## What is needed
The required result is every line of the records that includes "LiveModelSystem".

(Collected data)

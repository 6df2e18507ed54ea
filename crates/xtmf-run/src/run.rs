//! Run lifecycle
//!
//! A run validates its model system, runs every module's runtime validation,
//! then invokes the resolved start node with the process working directory
//! set to the run's directory. Exactly one [`RunOutcome`] is produced and
//! persisted as [`RunResults`].

use crate::cwd::WorkingDirectory;
use crate::results::RunResults;
use bytes::Bytes;
use std::panic::{catch_unwind, AssertUnwindSafe};
use std::path::{Path, PathBuf};
use std::sync::Arc;
use tracing::{debug, info, warn};
use xtmf_core::{OutboundCommand, RunId, RunRequest};
use xtmf_model::{
    format, LiveModelSystem, ModelError, ModuleError, NullReporter, RunReporter, XtmfRuntime,
};

pub use xtmf_model::panic_message;

/// Immutable description of one job.
#[derive(Clone)]
pub struct RunContext {
    id: RunId,
    model_system: Bytes,
    working_directory: PathBuf,
    start_path: String,
    runtime: Arc<XtmfRuntime>,
}

impl RunContext {
    pub fn new(
        id: RunId,
        model_system: Bytes,
        working_directory: impl Into<PathBuf>,
        start_path: impl Into<String>,
        runtime: Arc<XtmfRuntime>,
    ) -> Self {
        Self {
            id,
            model_system,
            working_directory: working_directory.into(),
            start_path: start_path.into(),
            runtime,
        }
    }

    pub fn from_request(request: RunRequest, runtime: Arc<XtmfRuntime>) -> Self {
        Self::new(
            request.id,
            request.model_system,
            request.cwd,
            request.start_path,
            runtime,
        )
    }

    /// The wire request that reproduces this context in another process.
    pub fn to_request(&self) -> RunRequest {
        RunRequest {
            id: self.id.clone(),
            cwd: self.working_directory.to_string_lossy().into_owned(),
            start_path: self.start_path.clone(),
            model_system: self.model_system.clone(),
        }
    }

    pub fn id(&self) -> &RunId {
        &self.id
    }

    pub fn model_system(&self) -> &Bytes {
        &self.model_system
    }

    pub fn working_directory(&self) -> &Path {
        &self.working_directory
    }

    pub fn start_path(&self) -> &str {
        &self.start_path
    }

    pub fn runtime(&self) -> &Arc<XtmfRuntime> {
        &self.runtime
    }
}

impl std::fmt::Debug for RunContext {
    fn fmt(&self, f: &mut std::fmt::Formatter<'_>) -> std::fmt::Result {
        f.debug_struct("RunContext")
            .field("id", &self.id)
            .field("working_directory", &self.working_directory)
            .field("start_path", &self.start_path)
            .field("model_system_len", &self.model_system.len())
            .finish()
    }
}

#[derive(Debug, Clone, Copy, PartialEq, Eq)]
pub enum RunState {
    Created,
    Validated,
    RuntimeValidated,
    Executing,
    Completed,
    ValidationFailed,
    RuntimeValidationFailed,
    RuntimeFailed,
}

impl RunState {
    pub fn is_terminal(self) -> bool {
        matches!(
            self,
            Self::Completed
                | Self::ValidationFailed
                | Self::RuntimeValidationFailed
                | Self::RuntimeFailed
        )
    }
}

#[derive(Debug, Clone, PartialEq, Eq)]
pub enum RunOutcome {
    Completed,
    /// No module code ran, or a module rejected its own preconditions.
    ValidationError {
        message: String,
        module: Option<String>,
    },
    /// An error or panic escaped a running module.
    RuntimeError {
        message: String,
        stack: String,
        module: Option<String>,
    },
}

impl RunOutcome {
    pub fn is_completed(&self) -> bool {
        matches!(self, Self::Completed)
    }

    pub fn to_results(&self) -> RunResults {
        match self {
            Self::Completed => RunResults::completed(),
            Self::ValidationError { message, module } => {
                RunResults::validation_error(message.clone(), module.clone())
            }
            Self::RuntimeError {
                message,
                stack,
                module,
            } => RunResults::runtime_error(message.clone(), stack.clone(), module.clone()),
        }
    }

    /// The terminal wire message reporting this outcome.
    pub fn to_command(&self, run_id: &RunId) -> OutboundCommand {
        let run_id = run_id.clone();
        match self {
            Self::Completed => OutboundCommand::FinishedRun { run_id },
            Self::ValidationError { message, .. } => OutboundCommand::RunValidationError {
                run_id,
                message: message.clone(),
            },
            Self::RuntimeError { message, stack, .. } => OutboundCommand::RunFailed {
                run_id,
                message: message.clone(),
                stack_trace: stack.clone(),
            },
        }
    }

    fn validation(error: ModelError) -> Self {
        Self::ValidationError {
            module: error.module_name().map(str::to_string),
            message: error.to_string(),
        }
    }

    /// Classify an error escaping module code by its innermost cause.
    pub fn from_error(error: &anyhow::Error) -> Self {
        let module = error
            .chain()
            .find_map(|cause| cause.downcast_ref::<ModuleError>())
            .map(|e| e.module.clone());
        Self::RuntimeError {
            message: error.root_cause().to_string(),
            stack: format!("{:?}", error),
            module,
        }
    }

    fn from_panic(payload: Box<dyn std::any::Any + Send>) -> Self {
        Self::RuntimeError {
            message: panic_message(payload.as_ref()),
            stack: String::new(),
            module: None,
        }
    }
}

pub struct Run {
    context: RunContext,
    reporter: Arc<dyn RunReporter>,
    state: RunState,
}

impl Run {
    pub fn new(context: RunContext) -> Self {
        Self {
            context,
            reporter: Arc::new(NullReporter),
            state: RunState::Created,
        }
    }

    /// Route the run's status and progress reports to `reporter`.
    pub fn with_reporter(mut self, reporter: Arc<dyn RunReporter>) -> Self {
        self.reporter = reporter;
        self
    }

    pub fn id(&self) -> &RunId {
        self.context.id()
    }

    pub fn state(&self) -> RunState {
        self.state
    }

    /// Drive the run to a terminal state and persist its outcome.
    ///
    /// Blocks for as long as the model system executes, so callers on an
    /// async runtime use a blocking thread.
    pub fn execute(&mut self) -> RunOutcome {
        let run_id = self.context.id.clone();
        info!(run_id = %run_id, start = %self.context.start_path, "run started");

        let outcome = match catch_unwind(AssertUnwindSafe(|| self.drive())) {
            Ok(outcome) => outcome,
            Err(payload) => self.panicked(payload),
        };
        self.state = match &outcome {
            RunOutcome::Completed => RunState::Completed,
            RunOutcome::ValidationError { .. } if self.state == RunState::Validated => {
                RunState::RuntimeValidationFailed
            }
            RunOutcome::ValidationError { .. } => RunState::ValidationFailed,
            RunOutcome::RuntimeError { .. } => RunState::RuntimeFailed,
        };

        if let Err(e) = outcome.to_results().save(&self.context.working_directory) {
            warn!(run_id = %run_id, "failed to write run results: {}", e);
        }
        match &outcome {
            RunOutcome::Completed => info!(run_id = %run_id, "run completed"),
            RunOutcome::ValidationError { message, module } => {
                warn!(run_id = %run_id, module = ?module, "run failed validation: {}", message)
            }
            RunOutcome::RuntimeError { message, module, .. } => {
                warn!(run_id = %run_id, module = ?module, "run failed: {}", message)
            }
        }
        outcome
    }

    fn drive(&mut self) -> RunOutcome {
        let live = match self.validate() {
            Ok(live) => live,
            Err(outcome) => return outcome,
        };
        self.state = RunState::Validated;
        debug!(run_id = %self.context.id, "validated");

        if let Err(e) = live.runtime_validate() {
            return RunOutcome::validation(e);
        }
        self.state = RunState::RuntimeValidated;
        debug!(run_id = %self.context.id, "runtime validated");

        self.state = RunState::Executing;
        self.invoke(&live)
    }

    /// Outcome for a panic that escaped `drive`, judged by how far the run got.
    fn panicked(&self, payload: Box<dyn std::any::Any + Send>) -> RunOutcome {
        match self.state {
            RunState::Created | RunState::Validated => RunOutcome::ValidationError {
                message: format!(
                    "run panicked before execution: {}",
                    panic_message(payload.as_ref())
                ),
                module: None,
            },
            _ => RunOutcome::from_panic(payload),
        }
    }

    fn validate(&self) -> Result<LiveModelSystem, RunOutcome> {
        let directory = &self.context.working_directory;
        std::fs::create_dir_all(directory).map_err(|e| RunOutcome::ValidationError {
            message: format!(
                "unable to create working directory {}: {}",
                directory.display(),
                e
            ),
            module: None,
        })?;

        let model_system =
            format::load(&self.context.model_system).map_err(RunOutcome::validation)?;
        let runtime = Arc::new(
            self.context
                .runtime
                .as_ref()
                .clone()
                .with_reporter(self.reporter.clone()),
        );
        let live =
            LiveModelSystem::construct(model_system, &runtime).map_err(RunOutcome::validation)?;
        live.start(&self.context.start_path)
            .map_err(RunOutcome::validation)?;
        Ok(live)
    }

    fn invoke(&self, live: &LiveModelSystem) -> RunOutcome {
        let start = match live.start(&self.context.start_path) {
            Ok((_, start)) => start.clone(),
            Err(e) => return RunOutcome::validation(e),
        };
        let _cwd = match WorkingDirectory::enter(&self.context.working_directory) {
            Ok(guard) => guard,
            Err(e) => {
                let error = anyhow::Error::new(e).context(format!(
                    "unable to enter working directory {}",
                    self.context.working_directory.display()
                ));
                return RunOutcome::from_error(&error);
            }
        };
        match catch_unwind(AssertUnwindSafe(|| start.invoke())) {
            Ok(Ok(())) => RunOutcome::Completed,
            Ok(Err(e)) => RunOutcome::from_error(&e),
            Err(payload) => RunOutcome::from_panic(payload),
        }
    }
}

## Written response
    format, LiveModelSystem, ModelError, ModuleError, NullReporter, RunReporter, XtmfRuntime,
    fn validate(&self) -> Result<LiveModelSystem, RunOutcome> {
            LiveModelSystem::construct(model_system, &runtime).map_err(RunOutcome::validation)?;
    fn invoke(&self, live: &LiveModelSystem) -> RunOutcome {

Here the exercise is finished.